*Brief*:
Bring together all lines from the listing below that contain the string "false".

*Given records*:
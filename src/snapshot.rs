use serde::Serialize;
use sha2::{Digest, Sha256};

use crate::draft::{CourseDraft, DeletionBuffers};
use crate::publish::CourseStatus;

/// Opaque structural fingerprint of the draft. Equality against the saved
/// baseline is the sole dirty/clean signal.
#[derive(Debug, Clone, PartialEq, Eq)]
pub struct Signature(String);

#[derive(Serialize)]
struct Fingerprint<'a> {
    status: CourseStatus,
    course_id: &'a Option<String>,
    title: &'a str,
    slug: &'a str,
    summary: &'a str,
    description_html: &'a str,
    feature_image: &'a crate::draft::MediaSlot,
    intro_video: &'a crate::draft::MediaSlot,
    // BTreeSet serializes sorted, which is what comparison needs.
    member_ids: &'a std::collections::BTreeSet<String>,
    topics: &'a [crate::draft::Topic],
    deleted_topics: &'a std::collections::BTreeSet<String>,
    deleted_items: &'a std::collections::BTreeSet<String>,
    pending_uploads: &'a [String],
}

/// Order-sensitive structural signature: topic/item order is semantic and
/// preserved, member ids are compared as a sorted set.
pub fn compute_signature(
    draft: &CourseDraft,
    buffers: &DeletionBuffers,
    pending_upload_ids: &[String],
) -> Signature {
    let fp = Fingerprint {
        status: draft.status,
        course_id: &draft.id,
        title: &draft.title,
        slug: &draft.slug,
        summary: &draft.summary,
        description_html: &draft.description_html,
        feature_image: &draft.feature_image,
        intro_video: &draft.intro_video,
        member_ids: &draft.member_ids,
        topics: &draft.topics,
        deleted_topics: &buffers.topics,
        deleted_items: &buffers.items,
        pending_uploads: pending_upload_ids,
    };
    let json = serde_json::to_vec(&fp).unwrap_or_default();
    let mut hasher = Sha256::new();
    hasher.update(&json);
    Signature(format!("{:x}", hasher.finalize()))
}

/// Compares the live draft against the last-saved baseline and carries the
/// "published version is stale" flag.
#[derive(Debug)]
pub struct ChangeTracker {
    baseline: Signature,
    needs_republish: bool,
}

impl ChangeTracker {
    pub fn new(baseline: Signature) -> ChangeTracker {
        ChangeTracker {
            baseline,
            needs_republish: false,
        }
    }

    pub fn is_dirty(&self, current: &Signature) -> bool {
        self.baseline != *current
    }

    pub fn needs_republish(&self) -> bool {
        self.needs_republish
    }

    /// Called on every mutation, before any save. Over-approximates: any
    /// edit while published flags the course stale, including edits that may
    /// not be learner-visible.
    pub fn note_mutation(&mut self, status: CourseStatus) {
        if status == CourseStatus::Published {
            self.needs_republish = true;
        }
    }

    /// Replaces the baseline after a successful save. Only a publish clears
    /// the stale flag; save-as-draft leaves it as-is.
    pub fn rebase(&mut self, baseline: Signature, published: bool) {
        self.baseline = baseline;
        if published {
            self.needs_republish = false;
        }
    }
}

*Result below*:
            needs_republish: false,
            self.needs_republish = false;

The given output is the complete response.